The housing market, as we all know, is sort of, slightly, maybe, a little bit…well, screwed. In major cities, at least. Amanda Lwin, curator of Unreal Estates, a group show which opens in an estate agent’s office in east London this week, tells us that the conversation on what consists a “crisis” in housing and how it manifests itself is very different in the Midlands or the North than it would be amongst a group of renters paying through the nose for tatty two-beds in Bristol, Oxford, Cambridge and the capital.

The British-Burmese artist, who has put together a show which pairs original paintings with fictional texts which loosely resemble property marketing material, says that the housing crisis is an example of what the philosopher Timothy Morton calls hyperobjects — “it’s sticky, turbid, extensive, deeply systemic,” she says, adding that “We also do recognise the unhealthiness of the idea of being able to retire off the proceeds of your home. Many baby boomers have made fortunes not from their lifetime’s work but from having had the good luck to make a purchase in the right place at the right time. This doesn’t seem fair and just screws over the next generation.”

When asked why the show — which runs over the next month at Homefnders Estate Agents on Kingsland High Street, London — has taken the slightly unusual route of combining painting with fiction Amanda mentions a lunch break a few years back when she was eating at her desk and staring at Chris Ware’s Building Stories and more specifically, the Chicago brownstone drawing that the whole collection is based around.

“I’d probably been looking at Rightmove that day too, and I started thinking, what if that apartment block got put on the market?

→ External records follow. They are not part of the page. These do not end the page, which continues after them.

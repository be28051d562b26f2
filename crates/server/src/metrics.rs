use once_cell::sync::Lazy;
use prometheus::{register_histogram_vec, register_int_counter_vec, Encoder, HistogramTimer, HistogramVec, IntCounterVec, TextEncoder};
use tonic::{Response, Status};

// Prometheus metrics (default registry)
pub static RPC_REQUESTS_TOTAL: Lazy<IntCounterVec> = Lazy::new(|| {
    register_int_counter_vec!(
        "catalog_rpc_requests_total",
        "Total gRPC calls handled by the catalog",
        &["method"]
    )
    .expect("register rpc_requests_total")
});

pub static RPC_ERRORS_TOTAL: Lazy<IntCounterVec> = Lazy::new(|| {
    register_int_counter_vec!(
        "catalog_rpc_errors_total",
        "Total gRPC calls that returned a non-OK status",
        &["method", "code"]
    )
    .expect("register rpc_errors_total")
});

pub static RPC_DURATION: Lazy<HistogramVec> = Lazy::new(|| {
    register_histogram_vec!(
        "catalog_rpc_duration_seconds",
        "gRPC call duration in seconds",
        &["method"],
        vec![0.001, 0.005, 0.01, 0.025, 0.05, 0.1, 0.25, 0.5, 1.0, 2.5, 5.0, 10.0]
    )
    .expect("register rpc_duration")
});

/// Counts a call on start and records its duration and outcome on finish.
pub struct RpcTimer {
    method: &'static str,
    timer: HistogramTimer,
}

impl RpcTimer {
    pub fn start(method: &'static str) -> Self {
        RPC_REQUESTS_TOTAL.with_label_values(&[method]).inc();
        Self { method, timer: RPC_DURATION.with_label_values(&[method]).start_timer() }
    }

    pub fn finish<T>(self, result: Result<T, Status>) -> Result<Response<T>, Status> {
        self.timer.observe_duration();
        if let Err(status) = &result {
            let code = format!("{:?}", status.code());
            RPC_ERRORS_TOTAL.with_label_values(&[self.method, code.as_str()]).inc();
        }
        result.map(Response::new)
    }
}

pub fn encode_metrics() -> (axum::http::StatusCode, String) {
    let encoder = TextEncoder::new();
    let metric_families = prometheus::gather();
    let mut buffer = Vec::new();
    if let Err(e) = encoder.encode(&metric_families, &mut buffer) {
        return (
            axum::http::StatusCode::INTERNAL_SERVER_ERROR,
            format!("metrics encode error: {e}"),
        );
    }
    (
        axum::http::StatusCode::OK,
        String::from_utf8(buffer).unwrap_or_default(),
    )
}
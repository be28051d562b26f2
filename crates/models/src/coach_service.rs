use sea_orm::{entity::prelude::*, Set};
use uuid::Uuid;
use serde::{Deserialize, Serialize};

use crate::link::ServiceLink;
use crate::service;

/// One coach↔service pair. Rows carry their own id, so additive inserts may
/// repeat a pair.
#[derive(Clone, Debug, PartialEq, DeriveEntityModel, Serialize, Deserialize)]
#[sea_orm(table_name = "coach_service")]
pub struct Model {
    #[sea_orm(primary_key, auto_increment = false)]
    pub id: Uuid,
    pub coach_id: Uuid,
    pub service_id: Uuid,
}

#[derive(Copy, Clone, Debug, EnumIter)]
pub enum Relation { Service }

impl RelationTrait for Relation {
    fn def(&self) -> RelationDef {
        match self {
            Relation::Service => Entity::belongs_to(service::Entity).from(Column::ServiceId).to(service::Column::Id).into(),
        }
    }
}

impl Related<service::Entity> for Entity {
    fn to() -> RelationDef { Relation::Service.def() }
}

impl ActiveModelBehavior for ActiveModel {}

impl ServiceLink for Entity {
    type Row = ActiveModel;

    const OWNER: &'static str = "coach";

    fn owner_column() -> Column { Column::CoachId }

    fn owner_id(model: &Model) -> Uuid { model.coach_id }

    fn service_id(model: &Model) -> Uuid { model.service_id }

    fn row(owner_id: Uuid, service_id: Uuid) -> ActiveModel {
        ActiveModel {
            id: Set(Uuid::new_v4()),
            coach_id: Set(owner_id),
            service_id: Set(service_id),
        }
    }
}
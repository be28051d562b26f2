use thiserror::Error;
use tonic::{Code, Status};
use tracing::{error, warn};

use service::errors::ServiceError;

/// Map a domain error onto the gRPC status returned to callers.
///
/// Database and storage details stay in the logs; callers get an opaque message.
pub fn status_from(err: ServiceError) -> Status {
    let code = match &err {
        ServiceError::ServiceNotFound | ServiceError::CoachNotFound | ServiceError::AbonementNotFound => Code::NotFound,
        ServiceError::ServiceAlreadyExists => Code::AlreadyExists,
        ServiceError::VoidServiceData | ServiceError::Validation(_) => Code::InvalidArgument,
        ServiceError::InternalCoachServerError(_)
        | ServiceError::InternalAbonementServerError(_)
        | ServiceError::Db(_)
        | ServiceError::Storage(_) => Code::Internal,
    };
    match &err {
        ServiceError::Db(_) | ServiceError::Storage(_) => {
            error!(code = err.code(), error = %err, "request failed");
            Status::new(code, "internal error")
        }
        ServiceError::InternalCoachServerError(_) | ServiceError::InternalAbonementServerError(_) => {
            error!(code = err.code(), error = %err, "sibling service failed");
            Status::new(code, err.to_string())
        }
        _ => {
            warn!(code = err.code(), error = %err, "request rejected");
            Status::new(code, err.to_string())
        }
    }
}

#[derive(Debug, Error)]
pub enum StartupError {
    #[error("invalid configuration: {0}")]
    InvalidConfig(String),
    #[error("runtime check failed: {0}")]
    Runtime(String),
    #[error(transparent)]
    Any(#[from] anyhow::Error),
}
use std::io;
use tracing_subscriber::{fmt, EnvFilter};

/// Initialize tracing subscriber with sensible defaults and stdout writer.
/// - Respects `RUST_LOG` if set
/// - Falls back to `info,tower_http=info,sea_orm=warn`
pub fn init_logging_default() {
    let env_filter = EnvFilter::try_from_default_env()
        .unwrap_or_else(|_| EnvFilter::new("info,tower_http=info,sea_orm=warn"));
    let _ = fmt()
        .with_env_filter(env_filter)
        .with_target(false)
        .compact()
        .with_writer(io::stdout)
        .try_init();
}

/// Initialize tracing subscriber with JSON structured output.
/// - Respects `RUST_LOG` if set, defaults to `info`
/// - Writes to stdout for consistent container logging behavior
pub fn init_logging_json() {
    // 默认启用 info，并对 gRPC 处理层使用 debug 以便可见
    // 可通过 RUST_LOG 覆盖，例如 RUST_LOG=info,server::grpc=trace
    let env_filter = EnvFilter::try_from_default_env()
        .unwrap_or_else(|_| EnvFilter::new("info,server::grpc=debug,sea_orm=warn"));
    let _ = fmt()
        .with_env_filter(env_filter)
        .with_target(false)
        .json()
        .with_writer(io::stdout)
        .try_init();
}

/// Pick the output format from `LOG_FORMAT` (`json` or anything else for compact).
pub fn init_logging_from_env() {
    match std::env::var("LOG_FORMAT").map(|v| v.to_ascii_lowercase()) {
        Ok(v) if v == "json" => init_logging_json(),
        _ => init_logging_default(),
    }
}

What happens to all that richness?” she asks. “And then the whole project, more or less, came to me. What if the estate agent’s photos had fictional texts? Or – what if the images were fictional, created only from seeing the agent’s description? What if both image and text were fictional?”

The result is an exhibition featuring work by the likes of painters Hannah Bays and Dawn Beckles, and written contributions by John Z. Komurki, Karina Lickorish Quinn, and Martin Jackson.

Housing the show in an estate agency, Amanda says, “part of the idea of the show — is to juxtapose these richly vivid worlds that tell stories of lives lived, with the very bland, homogenised language (both visual and textual) of the estate agency.” Said agency have given over space to Amanda and the team to present their work next to the actual properties on the market. After all, what better space to talk about the different ways of valuing property, than in a place where property is being valued every day?

“It’s worth mentioning too how wonderfully welcoming the team at Homefinders have been,” Amanda says. As you can imagine, when it came to discussing the underlying subject of the show, I approached the topic pretty tentatively. To my surprise, it was greeted with real enthusiasm, their reaction was “I don’t mind if you make fun of estate agents”! Which goes to show, when moving out of our comfort zone, we all have expectations and prejudices that need to be reassessed.

Unreal Estates runs until 13 October 2018.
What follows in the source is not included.